Report how many lines in the material hold the word "pair". No other content is required.
**********
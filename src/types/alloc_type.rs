#[cfg(feature = "std")]
pub type Arc<T> = std::sync::Arc<T>;
#[cfg(not(feature = "std"))]
pub type Arc<T> = alloc::sync::Arc<T>;

#[cfg(feature = "std")]
pub type Box<T> = std::boxed::Box<T>;
#[cfg(not(feature = "std"))]
pub type Box<T> = alloc::boxed::Box<T>;

#[cfg(feature = "std")]
pub type Vec<T> = std::vec::Vec<T>;
#[cfg(not(feature = "std"))]
pub type Vec<T> = alloc::vec::Vec<T>;

#[cfg(feature = "std")]
pub type String = std::string::String;
#[cfg(not(feature = "std"))]
pub type String = alloc::string::String;

#[cfg(feature = "std")]
pub use std::string::ToString;
#[cfg(not(feature = "std"))]
pub use alloc::string::ToString;
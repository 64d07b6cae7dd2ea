use crate::domain::transaction::Category;
use crate::model::LabelledText;

const NEEDS: &[&str] = &[
    "Monthly Rent Payment",
    "Electricity Bill BESCOM",
    "Water Bill Corporation",
    "Groceries BigBasket",
    "Home Loan EMI HDFC",
    "Medical Insurance Premium",
    "LPG Gas Cylinder",
    "BMTC Bus Pass",
    "College Fee Payment",
    "Medicine Apollo Pharmacy",
    "Airtel Broadband Bill",
    "Jio Mobile Recharge",
    "Car Insurance Renewal",
    "DMart Essential Shopping",
    "Namma Metro Card",
    "School Fees",
    "Loan Payment Bank",
    "Utility Bill Payment",
    "Medical Consultation",
    "Grocery Store",
    "RENT APRIL 2024",
    "ELECTRICITY MARCH",
    "EMERGENCY MEDICAL",
    "DEPARTMENTAL STORE",
    "PETROL PUMP",
    "MAINTENANCE CHARGES",
];

const WANTS: &[&str] = &[
    "Swiggy Food Delivery",
    "Zomato Dinner Order",
    "Netflix Monthly Plan",
    "Amazon Prime Shopping",
    "Myntra Fashion Sale",
    "PVR Cinema Tickets",
    "Starbucks Coffee Date",
    "Dominos Pizza Weekend",
    "BookMyShow Event",
    "Flipkart Electronics",
    "Uber Cab Ride",
    "OYO Hotel Booking",
    "Salon Treatment",
    "Steam Game Purchase",
    "Restaurant Fine Dining",
    "Spotify Premium",
    "Gaming Console",
    "Designer Clothes",
    "Luxury Watch",
    "Weekend Getaway",
    "FOOD PANDA DELIVERY",
    "ONLINE SHOPPING SALE",
    "CAB OFFICE TRAVEL",
    "RESTAURANT BILL",
    "ENTERTAINMENT EXPENSE",
];

const SAVINGS: &[&str] = &[
    "HDFC Fixed Deposit",
    "SIP Mutual Fund ICICI",
    "Zerodha Stock Purchase",
    "Recurring Deposit SBI",
    "PPF Annual Contribution",
    "NPS Tier 1 Investment",
    "Digital Gold Paytm",
    "Bitcoin Crypto Investment",
    "Retirement Fund ICICI",
    "Child Education Plan",
    "ELSS Tax Saving Fund",
    "Corporate Bond",
    "Equity Mutual Fund",
    "Index Fund Investment",
    "Emergency Fund Transfer",
    "Gold ETF Purchase",
    "Real Estate Investment",
    "Insurance Investment Plan",
    "Pension Fund",
    "Wealth Management",
    "MONTHLY SIP HDFC",
    "FD MATURITY REINVEST",
    "MUTUAL FUND SIP",
    "INVESTMENT PORTFOLIO",
];

/// Hand-labelled transactions used when no sample file is configured.
pub fn labelled_transactions() -> Vec<LabelledText> {
    let mut out = Vec::with_capacity(NEEDS.len() + WANTS.len() + SAVINGS.len());
    for (category, descriptions) in [
        (Category::Needs, NEEDS),
        (Category::Wants, WANTS),
        (Category::Savings, SAVINGS),
    ] {
        out.extend(
            descriptions
                .iter()
                .map(|d| LabelledText::new(*d, category)),
        );
    }
    out
}

#[cfg(test)]
mod tests {
    use super::*;

    #[test]
    fn corpus_covers_every_spending_category() {
        let corpus = labelled_transactions();
        assert_eq!(corpus.len(), 75);
        for cat in [Category::Needs, Category::Wants, Category::Savings] {
            assert!(corpus.iter().filter(|s| s.category == cat).count() >= 20);
        }
    }
}
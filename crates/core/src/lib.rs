pub mod categorize;
pub mod decision;
pub mod domain;
pub mod error;
pub mod model;
pub mod portfolio;

pub mod config {
    use crate::model::regression::DEFAULT_RIDGE_LAMBDA;
    use crate::portfolio::ConstraintPolicy;
    use anyhow::{bail, Context};
    use std::path::PathBuf;
    use std::str::FromStr;

    #[derive(Debug, Clone, Copy, PartialEq, Eq, Default)]
    pub enum EquityCapPolicy {
        #[default]
        ConservativeOnly,
        AllProfiles,
    }

    impl EquityCapPolicy {
        pub fn constraint_policy(self) -> ConstraintPolicy {
            match self {
                EquityCapPolicy::ConservativeOnly => ConstraintPolicy::conservative_only(),
                EquityCapPolicy::AllProfiles => ConstraintPolicy::all_profiles(),
            }
        }
    }

    impl FromStr for EquityCapPolicy {
        type Err = anyhow::Error;

        fn from_str(s: &str) -> anyhow::Result<Self> {
            match s.trim() {
                "conservative_only" => Ok(EquityCapPolicy::ConservativeOnly),
                "all_profiles" => Ok(EquityCapPolicy::AllProfiles),
                other => bail!(
                    "unknown equity cap policy {other:?} \
                     (expected conservative_only or all_profiles)"
                ),
            }
        }
    }

    #[derive(Debug, Clone)]
    pub struct Settings {
        pub sentry_dsn: Option<String>,
        pub transaction_samples: Option<PathBuf>,
        pub allocation_samples: Option<PathBuf>,
        pub equity_cap_policy: EquityCapPolicy,
        pub max_batch_transactions: usize,
        pub max_batch_profiles: usize,
        pub ridge_lambda: f64,
    }

    impl Settings {
        pub fn from_env() -> anyhow::Result<Self> {
            Self::from_lookup(|key| std::env::var(key).ok())
        }

        pub fn from_lookup(lookup: impl Fn(&str) -> Option<String>) -> anyhow::Result<Self> {
            let var = |key: &str| lookup(key).filter(|v| !v.trim().is_empty());

            let equity_cap_policy = match var("FINZER_EQUITY_CAP_POLICY") {
                Some(v) => v
                    .parse::<EquityCapPolicy>()
                    .context("FINZER_EQUITY_CAP_POLICY is invalid")?,
                None => EquityCapPolicy::default(),
            };

            let ridge_lambda = parse_or(
                var("FINZER_RIDGE_LAMBDA"),
                "FINZER_RIDGE_LAMBDA",
                DEFAULT_RIDGE_LAMBDA,
            )?;
            anyhow::ensure!(
                ridge_lambda.is_finite() && ridge_lambda > 0.0,
                "FINZER_RIDGE_LAMBDA must be positive (got {ridge_lambda})"
            );

            Ok(Self {
                sentry_dsn: var("SENTRY_DSN"),
                transaction_samples: var("FINZER_TRANSACTION_SAMPLES").map(PathBuf::from),
                allocation_samples: var("FINZER_ALLOCATION_SAMPLES").map(PathBuf::from),
                equity_cap_policy,
                max_batch_transactions: parse_or(
                    var("FINZER_MAX_BATCH_TRANSACTIONS"),
                    "FINZER_MAX_BATCH_TRANSACTIONS",
                    100,
                )?,
                max_batch_profiles: parse_or(
                    var("FINZER_MAX_BATCH_PROFILES"),
                    "FINZER_MAX_BATCH_PROFILES",
                    50,
                )?,
                ridge_lambda,
            })
        }
    }

    fn parse_or<T>(value: Option<String>, key: &str, default: T) -> anyhow::Result<T>
    where
        T: FromStr,
        T::Err: std::error::Error + Send + Sync + 'static,
    {
        match value {
            Some(v) => v
                .trim()
                .parse()
                .with_context(|| format!("{key} is not a valid value: {v:?}")),
            None => Ok(default),
        }
    }

    #[cfg(test)]
    mod tests {
        use super::*;
        use std::collections::HashMap;

        fn settings(vars: &[(&str, &str)]) -> anyhow::Result<Settings> {
            let map: HashMap<String, String> = vars
                .iter()
                .map(|(k, v)| (k.to_string(), v.to_string()))
                .collect();
            Settings::from_lookup(|k| map.get(k).cloned())
        }

        #[test]
        fn defaults_when_unset() {
            let s = settings(&[]).unwrap();
            assert_eq!(s.equity_cap_policy, EquityCapPolicy::ConservativeOnly);
            assert_eq!(s.max_batch_transactions, 100);
            assert_eq!(s.max_batch_profiles, 50);
            assert_eq!(s.ridge_lambda, DEFAULT_RIDGE_LAMBDA);
            assert!(s.transaction_samples.is_none());
            assert!(s.sentry_dsn.is_none());
        }

        #[test]
        fn reads_overrides() {
            let s = settings(&[
                ("FINZER_EQUITY_CAP_POLICY", "all_profiles"),
                ("FINZER_MAX_BATCH_PROFILES", "10"),
                ("FINZER_ALLOCATION_SAMPLES", "/tmp/alloc.json"),
                ("SENTRY_DSN", ""),
            ])
            .unwrap();
            assert_eq!(s.equity_cap_policy, EquityCapPolicy::AllProfiles);
            assert_eq!(s.max_batch_profiles, 10);
            assert_eq!(s.allocation_samples, Some(PathBuf::from("/tmp/alloc.json")));
            assert!(s.sentry_dsn.is_none());
            assert_eq!(
                s.equity_cap_policy.constraint_policy().equity_caps.len(),
                3
            );
        }

        #[test]
        fn rejects_malformed_values() {
            assert!(settings(&[("FINZER_EQUITY_CAP_POLICY", "none")]).is_err());
            assert!(settings(&[("FINZER_MAX_BATCH_TRANSACTIONS", "lots")]).is_err());
            assert!(settings(&[("FINZER_RIDGE_LAMBDA", "-1")]).is_err());
        }
    }
}
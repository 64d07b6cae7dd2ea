use crate::error::EngineError;
use serde::{Deserialize, Serialize};
use std::panic::{catch_unwind, AssertUnwindSafe};

/// Which kind of source produced a signal.
#[derive(Debug, Clone, Copy, PartialEq, Eq, PartialOrd, Ord, Hash, Serialize, Deserialize)]
pub enum SourceKind {
    #[serde(rename = "rule")]
    Rule,
    #[serde(rename = "ml")]
    Model,
}

/// A value proposed by a source together with the confidence it assigns to it.
#[derive(Debug, Clone, PartialEq, Serialize, Deserialize)]
pub struct Signal<T> {
    pub value: T,
    pub confidence: f64,
}

impl<T> Signal<T> {
    pub fn new(value: T, confidence: f64) -> Self {
        Self {
            value,
            confidence: confidence.clamp(0.0, 1.0),
        }
    }
}

/// A deterministic rule table or a trained model, seen through the same lens.
///
/// `Ok(None)` means the source has nothing to say about the input (no keyword
/// hit, for instance). Orchestrators own the precedence between sources; a
/// source never looks at another source's output.
pub trait DecisionSource<I: ?Sized> {
    type Output;

    fn kind(&self) -> SourceKind;

    fn decide(&self, input: &I) -> Result<Option<Signal<Self::Output>>, EngineError>;
}

/// Runs one model call; a panic inside the model becomes a `Prediction` error.
pub(crate) fn guard_model<T>(
    model: &str,
    call: impl FnOnce() -> Result<T, EngineError>,
) -> Result<T, EngineError> {
    catch_unwind(AssertUnwindSafe(call)).unwrap_or_else(|_| {
        tracing::error!(model, "model panicked during prediction");
        Err(EngineError::Prediction(format!(
            "{model} panicked during prediction"
        )))
    })
}

#[cfg(test)]
mod tests {
    use super::*;
    use serde_json::json;

    #[test]
    fn signal_confidence_is_clamped() {
        assert_eq!(Signal::new("x", 1.7).confidence, 1.0);
        assert_eq!(Signal::new("x", -0.2).confidence, 0.0);
    }

    #[test]
    fn source_kind_uses_short_wire_names() {
        assert_eq!(serde_json::to_value(SourceKind::Rule).unwrap(), json!("rule"));
        assert_eq!(serde_json::to_value(SourceKind::Model).unwrap(), json!("ml"));
    }

    #[test]
    fn model_panic_becomes_prediction_error() {
        let err = guard_model::<()>("stub", || panic!("bad weights")).unwrap_err();
        assert_eq!(
            err,
            EngineError::Prediction("stub panicked during prediction".to_string())
        );
        assert_eq!(guard_model("stub", || Ok(7)), Ok(7));
    }
}
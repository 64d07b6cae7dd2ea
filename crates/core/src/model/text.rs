use crate::domain::transaction::Category;
use crate::error::EngineError;
use crate::model::{TrainModel, TrainingReport};
use serde::{Deserialize, Serialize};
use std::collections::{BTreeMap, BTreeSet, HashMap};

/// A trained text model mapping a description to a category distribution.
pub trait TextClassifier: Send + Sync {
    fn name(&self) -> &str;

    fn predict(&self, text: &str) -> Result<TextPrediction, EngineError>;
}

#[derive(Debug, Clone, PartialEq, Serialize, Deserialize)]
pub struct TextPrediction {
    pub category: Category,
    pub probabilities: BTreeMap<Category, f64>,
}

impl TextPrediction {
    pub fn confidence(&self) -> f64 {
        self.probabilities
            .values()
            .copied()
            .fold(0.0, f64::max)
    }
}

#[derive(Debug, Clone, PartialEq, Serialize, Deserialize)]
pub struct LabelledText {
    pub description: String,
    pub category: Category,
}

impl LabelledText {
    pub fn new(description: impl Into<String>, category: Category) -> Self {
        Self {
            description: description.into(),
            category,
        }
    }
}

const SMOOTHING: f64 = 1.0;

const STOP_WORDS: &[&str] = &[
    "a", "an", "and", "are", "as", "at", "be", "by", "for", "from", "in", "into", "is", "it",
    "of", "on", "or", "the", "to", "via", "with",
];

/// Lowercased alphanumeric unigrams plus adjacent-word bigrams.
pub fn features(text: &str) -> Vec<String> {
    let words: Vec<String> = text
        .split(|c: char| !c.is_alphanumeric())
        .filter(|w| !w.is_empty())
        .map(|w| w.to_lowercase())
        .filter(|w| !STOP_WORDS.contains(&w.as_str()))
        .collect();

    let mut out = words.clone();
    for pair in words.windows(2) {
        out.push(format!("{} {}", pair[0], pair[1]));
    }
    out
}

#[derive(Debug, Clone)]
struct ClassStats {
    log_prior: f64,
    token_counts: HashMap<String, f64>,
    total_tokens: f64,
}

/// Multinomial naive Bayes over description n-grams.
#[derive(Debug, Clone)]
pub struct NaiveBayesClassifier {
    classes: BTreeMap<Category, ClassStats>,
    vocabulary: BTreeSet<String>,
}

impl NaiveBayesClassifier {
    fn log_posteriors(&self, tokens: &[String]) -> BTreeMap<Category, f64> {
        let vocab = self.vocabulary.len() as f64;
        self.classes
            .iter()
            .map(|(cat, stats)| {
                let denom = stats.total_tokens + SMOOTHING * vocab;
                let mut score = stats.log_prior;
                for t in tokens.iter().filter(|t| self.vocabulary.contains(*t)) {
                    let count = stats.token_counts.get(t).copied().unwrap_or(0.0);
                    score += ((count + SMOOTHING) / denom).ln();
                }
                (*cat, score)
            })
            .collect()
    }

    fn classify(&self, text: &str) -> TextPrediction {
        let tokens = features(text);
        let log_post = self.log_posteriors(&tokens);

        let max = log_post.values().copied().fold(f64::NEG_INFINITY, f64::max);
        let exp: BTreeMap<Category, f64> = log_post
            .iter()
            .map(|(c, s)| (*c, (s - max).exp()))
            .collect();
        let norm: f64 = exp.values().sum();
        let probabilities: BTreeMap<Category, f64> =
            exp.into_iter().map(|(c, e)| (c, e / norm)).collect();

        let mut best = (Category::Other, f64::NEG_INFINITY);
        for (cat, p) in &probabilities {
            if *p > best.1 {
                best = (*cat, *p);
            }
        }

        TextPrediction {
            category: best.0,
            probabilities,
        }
    }
}

impl TrainModel for NaiveBayesClassifier {
    type Sample = LabelledText;

    fn train(samples: &[LabelledText]) -> Result<(Self, TrainingReport), EngineError> {
        if samples.is_empty() {
            return Err(EngineError::Training(
                "text classifier needs at least one sample".to_string(),
            ));
        }

        let mut docs = BTreeMap::<Category, usize>::new();
        let mut classes = BTreeMap::<Category, ClassStats>::new();
        let mut vocabulary = BTreeSet::new();

        for sample in samples {
            *docs.entry(sample.category).or_insert(0) += 1;
            let stats = classes.entry(sample.category).or_insert_with(|| ClassStats {
                log_prior: 0.0,
                token_counts: HashMap::new(),
                total_tokens: 0.0,
            });
            for token in features(&sample.description) {
                *stats.token_counts.entry(token.clone()).or_insert(0.0) += 1.0;
                stats.total_tokens += 1.0;
                vocabulary.insert(token);
            }
        }

        if classes.len() < 2 {
            return Err(EngineError::Training(format!(
                "text classifier needs at least two categories (got {})",
                classes.len()
            )));
        }
        if vocabulary.is_empty() {
            return Err(EngineError::Training(
                "training descriptions produced an empty vocabulary".to_string(),
            ));
        }

        let n = samples.len() as f64;
        for (cat, stats) in classes.iter_mut() {
            stats.log_prior = (docs[cat] as f64 / n).ln();
        }

        let model = Self {
            classes,
            vocabulary,
        };

        let correct = samples
            .iter()
            .filter(|s| model.classify(&s.description).category == s.category)
            .count();
        let report = TrainingReport {
            samples: samples.len(),
            fit_score: correct as f64 / n,
        };

        tracing::info!(
            samples = report.samples,
            vocabulary = model.vocabulary.len(),
            accuracy = report.fit_score,
            "trained naive bayes text classifier"
        );

        Ok((model, report))
    }
}

impl TextClassifier for NaiveBayesClassifier {
    fn name(&self) -> &str {
        "naive_bayes"
    }

    fn predict(&self, text: &str) -> Result<TextPrediction, EngineError> {
        let prediction = self.classify(text);
        if prediction.probabilities.values().any(|p| !p.is_finite()) {
            return Err(EngineError::Prediction(format!(
                "non-finite class probability for {text:?}"
            )));
        }
        Ok(prediction)
    }
}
**********
→ RESPONSE: 2